A Roman Settlement at Bicester Park, Bicester, Oxfordshire

2008 
SUMMARY Excavation by Northamptonshire Archaeology for Gifford in advance of a new industrial estate at Bicester Park, on the outskirts of Bicester, examined part of a Roman rural settlement lying just over 3 km north-east of the small Roman town of Alchester. The settlement may have been established with respect to a linear land boundary of late Iron Age/early Roman origin and was in use from the later first century AD to the late third to early fourth centuries AD. It was defined by a rectilinear ditch system that was heavily truncated but had probably formed a series of rectangular enclosures and sub-enclosures, with the northern area separated from a domestic area to the south by a trackway. The trackway and the boundary ditches were slightly realigned in the third century. Activity in the domestic area included pit groups, soil-filled hollows, and two wells, one of which was stone-lined.
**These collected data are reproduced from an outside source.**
//! In-process virtual transport.
//!
//! A [`VirtualServer`] hands out connected socket pairs that behave like a
//! network connection: events are delivered asynchronously through the
//! peer's event stream, the client starts in `Connecting` and opens on a
//! later tick, and a close moves through `Closing` before both sides observe
//! exactly one `Closed` event.
//!
//! # Example
//!
//! ```ignore
//! let server = VirtualServer::new();
//! let mut incoming = server.incoming().expect("first call");
//!
//! let client = server.create_stream();
//! let accepted = incoming.recv().await.expect("connection");
//! ```

// ============================================================================
// Imports
// ============================================================================

use std::sync::atomic::{AtomicU64, Ordering};
use std::sync::{Arc, Weak};

use parking_lot::Mutex;
use rustc_hash::FxHashMap;
use tokio::sync::mpsc;
use tracing::{debug, trace};

use crate::error::{Error, Result};
use crate::protocol::{CloseCode, CloseEvent};

use super::{
    ClientSocket, ClientStream, ReadyState, ServerSocket, ServerStream, SocketEvent,
};

// ============================================================================
// Types
// ============================================================================

/// Live server sockets by pair id.
type SocketRegistry = Mutex<FxHashMap<u64, Arc<VirtualServerSocket>>>;

// ============================================================================
// Pair
// ============================================================================

/// Mutable state shared by both ends of one virtual connection.
#[derive(Debug)]
struct PairState {
    /// Client-observed ready state.
    ready_state: ReadyState,
    /// Set by the first close or terminate from either side.
    closed: bool,
    /// Whether the client transport answers server pings.
    auto_pong: bool,
}

/// One virtual connection.
#[derive(Debug)]
struct Pair {
    id: u64,
    state: Mutex<PairState>,
    to_client: mpsc::UnboundedSender<SocketEvent>,
    to_server: mpsc::UnboundedSender<SocketEvent>,
    registry: Weak<SocketRegistry>,
}

impl Pair {
    /// Runs the close sequence once: `Closing` now, `Closed` on a later tick.
    fn close(self: &Arc<Self>, code: u16, reason: &str, was_clean: bool) {
        {
            let mut state = self.state.lock();
            if state.closed {
                return;
            }
            state.closed = true;
            state.ready_state = ReadyState::Closing;
        }

        let code = if code == 0 {
            CloseCode::NoStatus.code()
        } else {
            code
        };
        let event = CloseEvent {
            code,
            reason: reason.to_owned(),
            was_clean,
        };

        debug!(pair = self.id, code, reason, "Virtual socket closing");

        let pair = Arc::clone(self);
        tokio::spawn(async move {
            tokio::task::yield_now().await;
            pair.state.lock().ready_state = ReadyState::Closed;
            let _ = pair.to_client.send(SocketEvent::Closed(event.clone()));
            let _ = pair.to_server.send(SocketEvent::Closed(event));
            if let Some(registry) = pair.registry.upgrade() {
                registry.lock().remove(&pair.id);
            }
        });
    }

    fn is_closed(&self) -> bool {
        self.state.lock().closed
    }
}

// ============================================================================
// VirtualClientSocket
// ============================================================================

/// Client end of a virtual connection.
#[derive(Debug, Clone)]
pub struct VirtualClientSocket {
    pair: Arc<Pair>,
}

impl ClientSocket for VirtualClientSocket {
    fn ready_state(&self) -> ReadyState {
        self.pair.state.lock().ready_state
    }

    fn send(&self, text: String) -> Result<()> {
        if self.ready_state() != ReadyState::Open {
            return Err(Error::TransportClosed);
        }
        trace!(pair = self.pair.id, %text, "Virtual client send");
        let _ = self.pair.to_server.send(SocketEvent::Message(text));
        Ok(())
    }

    fn close(&self, code: u16, reason: &str) {
        self.pair.close(code, reason, true);
    }

    fn ping(&self, payload: Vec<u8>) {
        if self.pair.is_closed() {
            return;
        }
        let _ = self.pair.to_server.send(SocketEvent::Ping(payload.clone()));
        // server transports always answer
        let _ = self.pair.to_client.send(SocketEvent::Pong(payload));
    }

    fn pong(&self, payload: Vec<u8>) {
        if self.pair.is_closed() {
            return;
        }
        let _ = self.pair.to_server.send(SocketEvent::Pong(payload));
    }

    fn terminate(&self) {
        self.pair.close(CloseCode::Abnormal.code(), "", false);
    }
}

// ============================================================================
// VirtualServerSocket
// ============================================================================

/// Server end of a virtual connection.
#[derive(Debug)]
pub struct VirtualServerSocket {
    pair: Arc<Pair>,
}

impl VirtualServerSocket {
    /// Returns the id of the connection, unique within its server.
    #[inline]
    #[must_use]
    pub fn id(&self) -> u64 {
        self.pair.id
    }

    /// Controls whether the client transport answers this socket's pings.
    ///
    /// Disabling it simulates a peer that stopped responding.
    pub fn set_auto_pong(&self, enabled: bool) {
        self.pair.state.lock().auto_pong = enabled;
    }
}

impl ServerSocket for VirtualServerSocket {
    fn is_open(&self) -> bool {
        !self.pair.is_closed()
    }

    fn send(&self, text: String) -> Result<()> {
        if self.pair.is_closed() {
            return Err(Error::TransportClosed);
        }
        trace!(pair = self.pair.id, %text, "Virtual server send");
        let _ = self.pair.to_client.send(SocketEvent::Message(text));
        Ok(())
    }

    fn close(&self, code: u16, reason: &str) {
        self.pair
            .close(code, reason, code != CloseCode::Abnormal.code());
    }

    fn ping(&self, payload: Vec<u8>) {
        let auto_pong = {
            let state = self.pair.state.lock();
            if state.closed {
                return;
            }
            state.auto_pong
        };
        let _ = self.pair.to_client.send(SocketEvent::Ping(payload.clone()));
        if auto_pong {
            let _ = self.pair.to_server.send(SocketEvent::Pong(payload));
        }
    }
}

// ============================================================================
// VirtualServer
// ============================================================================

/// Accept side of the virtual transport.
///
/// Every [`create_stream`](Self::create_stream) call produces a client
/// socket and pushes the matching server socket to the incoming queue.
#[derive(Debug)]
pub struct VirtualServer {
    sockets: Arc<SocketRegistry>,
    incoming_tx: mpsc::UnboundedSender<ServerStream>,
    incoming_rx: Mutex<Option<mpsc::UnboundedReceiver<ServerStream>>>,
    next_id: AtomicU64,
}

impl Default for VirtualServer {
    fn default() -> Self {
        Self::new()
    }
}

impl VirtualServer {
    /// Creates a server with no connections.
    #[must_use]
    pub fn new() -> Self {
        let (incoming_tx, incoming_rx) = mpsc::unbounded_channel();
        Self {
            sockets: Arc::new(Mutex::new(FxHashMap::default())),
            incoming_tx,
            incoming_rx: Mutex::new(Some(incoming_rx)),
            next_id: AtomicU64::new(1),
        }
    }

    /// Takes the queue of accepted connections. Returns `None` after the
    /// first call.
    pub fn incoming(&self) -> Option<mpsc::UnboundedReceiver<ServerStream>> {
        self.incoming_rx.lock().take()
    }

    /// Opens a new connection and returns its client end.
    ///
    /// The client reports `Opened` on a later tick; the server end is
    /// queued immediately.
    pub fn create_stream(&self) -> ClientStream {
        let (client_tx, client_rx) = mpsc::unbounded_channel();
        let (server_tx, server_rx) = mpsc::unbounded_channel();
        let id = self.next_id.fetch_add(1, Ordering::Relaxed);

        let pair = Arc::new(Pair {
            id,
            state: Mutex::new(PairState {
                ready_state: ReadyState::Connecting,
                closed: false,
                auto_pong: true,
            }),
            to_client: client_tx,
            to_server: server_tx,
            registry: Arc::downgrade(&self.sockets),
        });

        let server_socket = Arc::new(VirtualServerSocket {
            pair: Arc::clone(&pair),
        });
        self.sockets.lock().insert(id, Arc::clone(&server_socket));

        let opening = Arc::clone(&pair);
        tokio::spawn(async move {
            tokio::task::yield_now().await;
            let mut state = opening.state.lock();
            if state.closed {
                return;
            }
            state.ready_state = ReadyState::Open;
            let _ = opening.to_client.send(SocketEvent::Opened);
        });

        debug!(pair = id, "Virtual connection created");

        let _ = self.incoming_tx.send(ServerStream {
            socket: server_socket,
            events: server_rx,
        });

        ClientStream {
            socket: Box::new(VirtualClientSocket { pair }),
            events: client_rx,
        }
    }

    /// Returns the server ends of all connections that have not closed yet.
    #[must_use]
    pub fn sockets(&self) -> Vec<Arc<VirtualServerSocket>> {
        let mut sockets: Vec<_> = self.sockets.lock().values().cloned().collect();
        sockets.sort_by_key(|socket| socket.id());
        sockets
    }

    /// Returns the number of connections that have not closed yet.
    #[must_use]
    pub fn connection_count(&self) -> usize {
        self.sockets.lock().len()
    }

    /// Closes every live connection without a status code.
    pub fn close(&self) {
        let sockets: Vec<_> = self.sockets.lock().drain().map(|(_, socket)| socket).collect();
        for socket in sockets {
            socket.close(CloseCode::NoStatus.code(), "");
        }
    }
}

// ============================================================================
// Tests
// ============================================================================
These probably lay at the margin of a more extensive domestic focus lying largely beyond the excavated area. The pottery assemblage has a very low average sherd weight and includes a limited range of material, with few higher status finewares, and the animal bone assemblage is similarly poor. Other finds were also sparse, with only three coins recovered, while a small amount of iron slag is suggestive of small-scale secondary smithing. In contrast to the bulk of the material evidence, which indicates that this was a rural settlement of relatively low status, part of a wooden writing tablet came from a well.